DATASET ENTRIES:

■ ■ ■ ■

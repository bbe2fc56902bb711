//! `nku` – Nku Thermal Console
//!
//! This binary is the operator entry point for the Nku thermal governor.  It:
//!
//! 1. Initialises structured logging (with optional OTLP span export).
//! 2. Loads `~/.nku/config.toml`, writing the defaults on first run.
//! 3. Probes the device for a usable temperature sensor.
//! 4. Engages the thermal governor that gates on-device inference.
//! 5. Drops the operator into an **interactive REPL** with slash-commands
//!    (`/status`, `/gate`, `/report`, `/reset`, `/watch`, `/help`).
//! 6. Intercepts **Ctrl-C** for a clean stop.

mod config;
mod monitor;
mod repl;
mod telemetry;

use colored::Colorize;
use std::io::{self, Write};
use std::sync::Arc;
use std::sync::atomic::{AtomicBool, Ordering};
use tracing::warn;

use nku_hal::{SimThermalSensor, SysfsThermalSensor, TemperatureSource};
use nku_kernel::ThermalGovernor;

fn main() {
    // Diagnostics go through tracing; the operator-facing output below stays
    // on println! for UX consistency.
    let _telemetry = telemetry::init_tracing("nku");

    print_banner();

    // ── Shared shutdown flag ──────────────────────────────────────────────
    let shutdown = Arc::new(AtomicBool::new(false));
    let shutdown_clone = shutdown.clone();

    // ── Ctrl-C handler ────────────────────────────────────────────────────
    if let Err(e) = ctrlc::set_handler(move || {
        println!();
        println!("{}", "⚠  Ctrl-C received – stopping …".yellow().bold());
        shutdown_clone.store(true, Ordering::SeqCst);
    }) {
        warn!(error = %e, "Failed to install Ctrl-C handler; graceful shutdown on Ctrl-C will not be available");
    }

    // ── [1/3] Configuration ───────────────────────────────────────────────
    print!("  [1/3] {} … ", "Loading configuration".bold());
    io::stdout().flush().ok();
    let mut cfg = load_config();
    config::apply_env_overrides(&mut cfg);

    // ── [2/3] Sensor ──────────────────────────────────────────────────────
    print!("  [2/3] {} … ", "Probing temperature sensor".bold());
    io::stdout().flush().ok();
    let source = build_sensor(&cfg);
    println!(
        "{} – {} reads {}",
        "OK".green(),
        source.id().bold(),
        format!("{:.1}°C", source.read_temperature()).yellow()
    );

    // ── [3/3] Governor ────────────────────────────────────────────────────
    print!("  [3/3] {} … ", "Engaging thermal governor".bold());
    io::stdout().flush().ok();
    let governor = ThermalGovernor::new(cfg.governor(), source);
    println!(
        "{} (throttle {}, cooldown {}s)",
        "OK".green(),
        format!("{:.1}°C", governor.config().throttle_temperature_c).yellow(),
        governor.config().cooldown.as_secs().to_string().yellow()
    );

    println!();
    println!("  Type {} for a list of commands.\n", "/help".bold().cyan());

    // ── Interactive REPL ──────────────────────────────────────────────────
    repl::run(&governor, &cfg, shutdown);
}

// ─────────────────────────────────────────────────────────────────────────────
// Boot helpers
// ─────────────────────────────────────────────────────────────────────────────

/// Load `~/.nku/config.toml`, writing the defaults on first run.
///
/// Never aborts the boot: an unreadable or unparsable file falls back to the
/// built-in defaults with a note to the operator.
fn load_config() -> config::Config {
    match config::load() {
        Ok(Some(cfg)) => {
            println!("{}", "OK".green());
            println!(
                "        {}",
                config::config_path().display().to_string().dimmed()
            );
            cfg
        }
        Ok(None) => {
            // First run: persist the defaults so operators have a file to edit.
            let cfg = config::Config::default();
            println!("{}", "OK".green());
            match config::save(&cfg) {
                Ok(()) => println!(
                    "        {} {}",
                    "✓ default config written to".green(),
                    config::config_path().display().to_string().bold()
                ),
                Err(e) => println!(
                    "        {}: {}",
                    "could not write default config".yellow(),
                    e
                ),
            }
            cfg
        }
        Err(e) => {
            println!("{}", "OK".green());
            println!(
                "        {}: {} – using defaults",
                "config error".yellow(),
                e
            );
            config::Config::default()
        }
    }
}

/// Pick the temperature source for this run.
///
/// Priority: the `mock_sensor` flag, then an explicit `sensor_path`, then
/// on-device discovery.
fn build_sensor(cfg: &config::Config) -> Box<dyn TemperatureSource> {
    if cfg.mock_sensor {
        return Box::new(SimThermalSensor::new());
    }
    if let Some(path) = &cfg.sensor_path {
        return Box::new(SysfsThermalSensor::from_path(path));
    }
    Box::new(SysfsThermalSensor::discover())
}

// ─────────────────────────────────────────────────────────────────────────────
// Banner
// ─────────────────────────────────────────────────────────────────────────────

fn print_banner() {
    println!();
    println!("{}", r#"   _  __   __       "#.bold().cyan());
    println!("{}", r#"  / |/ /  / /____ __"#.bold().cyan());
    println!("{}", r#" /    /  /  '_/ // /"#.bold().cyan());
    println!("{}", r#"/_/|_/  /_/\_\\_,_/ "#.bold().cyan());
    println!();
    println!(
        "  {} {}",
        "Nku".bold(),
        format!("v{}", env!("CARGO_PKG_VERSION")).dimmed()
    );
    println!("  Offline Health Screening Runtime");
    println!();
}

■ ■ ■ ■

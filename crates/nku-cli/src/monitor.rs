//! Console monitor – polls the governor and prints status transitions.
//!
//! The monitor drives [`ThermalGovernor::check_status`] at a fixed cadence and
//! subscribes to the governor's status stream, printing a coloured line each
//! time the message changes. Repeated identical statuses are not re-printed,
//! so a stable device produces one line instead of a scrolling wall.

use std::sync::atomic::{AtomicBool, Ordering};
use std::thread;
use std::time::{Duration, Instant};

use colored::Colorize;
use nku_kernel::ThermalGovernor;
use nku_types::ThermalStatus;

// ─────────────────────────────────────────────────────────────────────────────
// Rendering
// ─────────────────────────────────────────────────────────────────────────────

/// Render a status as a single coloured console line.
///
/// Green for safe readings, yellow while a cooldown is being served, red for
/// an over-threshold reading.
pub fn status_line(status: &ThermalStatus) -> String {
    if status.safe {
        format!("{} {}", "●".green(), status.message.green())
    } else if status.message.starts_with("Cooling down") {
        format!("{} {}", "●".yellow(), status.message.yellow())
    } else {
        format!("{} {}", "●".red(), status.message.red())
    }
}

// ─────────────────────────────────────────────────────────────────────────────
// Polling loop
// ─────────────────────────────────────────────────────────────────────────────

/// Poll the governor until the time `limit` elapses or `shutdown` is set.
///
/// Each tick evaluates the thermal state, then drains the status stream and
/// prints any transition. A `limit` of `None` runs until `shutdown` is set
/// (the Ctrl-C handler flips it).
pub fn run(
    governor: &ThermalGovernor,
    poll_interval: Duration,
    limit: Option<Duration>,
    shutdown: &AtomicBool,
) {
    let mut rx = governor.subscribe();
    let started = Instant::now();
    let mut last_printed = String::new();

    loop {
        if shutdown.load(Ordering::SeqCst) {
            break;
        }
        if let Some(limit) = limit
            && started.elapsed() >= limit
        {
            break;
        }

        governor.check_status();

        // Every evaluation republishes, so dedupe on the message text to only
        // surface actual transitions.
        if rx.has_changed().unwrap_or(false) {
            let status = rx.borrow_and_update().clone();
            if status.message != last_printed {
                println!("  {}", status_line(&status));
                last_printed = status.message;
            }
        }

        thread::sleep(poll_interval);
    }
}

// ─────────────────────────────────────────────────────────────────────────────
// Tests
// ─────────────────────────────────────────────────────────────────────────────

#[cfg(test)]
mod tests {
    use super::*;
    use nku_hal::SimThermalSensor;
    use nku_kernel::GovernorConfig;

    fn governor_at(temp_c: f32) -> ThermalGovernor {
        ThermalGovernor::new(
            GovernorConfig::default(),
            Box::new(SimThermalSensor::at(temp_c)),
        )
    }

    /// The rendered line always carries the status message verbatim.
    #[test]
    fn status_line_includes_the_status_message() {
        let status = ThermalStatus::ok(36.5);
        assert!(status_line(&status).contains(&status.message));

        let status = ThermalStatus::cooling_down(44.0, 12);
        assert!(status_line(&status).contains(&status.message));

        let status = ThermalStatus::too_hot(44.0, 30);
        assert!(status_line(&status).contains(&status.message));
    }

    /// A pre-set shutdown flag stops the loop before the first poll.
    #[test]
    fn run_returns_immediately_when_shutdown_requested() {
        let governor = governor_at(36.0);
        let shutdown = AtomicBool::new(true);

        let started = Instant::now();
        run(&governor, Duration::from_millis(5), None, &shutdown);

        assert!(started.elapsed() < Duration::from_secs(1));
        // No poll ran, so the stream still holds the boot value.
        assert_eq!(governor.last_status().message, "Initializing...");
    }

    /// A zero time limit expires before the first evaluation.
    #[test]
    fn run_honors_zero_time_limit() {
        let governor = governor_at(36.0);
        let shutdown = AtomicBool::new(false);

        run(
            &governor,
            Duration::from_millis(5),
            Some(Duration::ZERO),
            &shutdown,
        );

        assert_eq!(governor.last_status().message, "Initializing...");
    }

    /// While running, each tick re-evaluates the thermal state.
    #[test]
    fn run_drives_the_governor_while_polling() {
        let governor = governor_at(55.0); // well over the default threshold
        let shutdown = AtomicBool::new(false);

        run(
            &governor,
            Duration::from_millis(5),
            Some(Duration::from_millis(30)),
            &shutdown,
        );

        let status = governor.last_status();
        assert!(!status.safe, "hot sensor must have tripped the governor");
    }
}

■ ■ ■ ■

TASK DESCRIPTION: Retype the records above, but only those lines that fall between the line containing "use tracing::warn;" and the line containing "let shutdown = Arc::new(AtomicBool::new(false));", with both of those lines included, exactly as written.

SOLUTION TO THIS TASK:
use tracing::warn;

use nku_hal::{SimThermalSensor, SysfsThermalSensor, TemperatureSource};
use nku_kernel::ThermalGovernor;

fn main() {
    // Diagnostics go through tracing; the operator-facing output below stays
    // on println! for UX consistency.
    let _telemetry = telemetry::init_tracing("nku");

    print_banner();

    // ── Shared shutdown flag ──────────────────────────────────────────────
    let shutdown = Arc::new(AtomicBool::new(false));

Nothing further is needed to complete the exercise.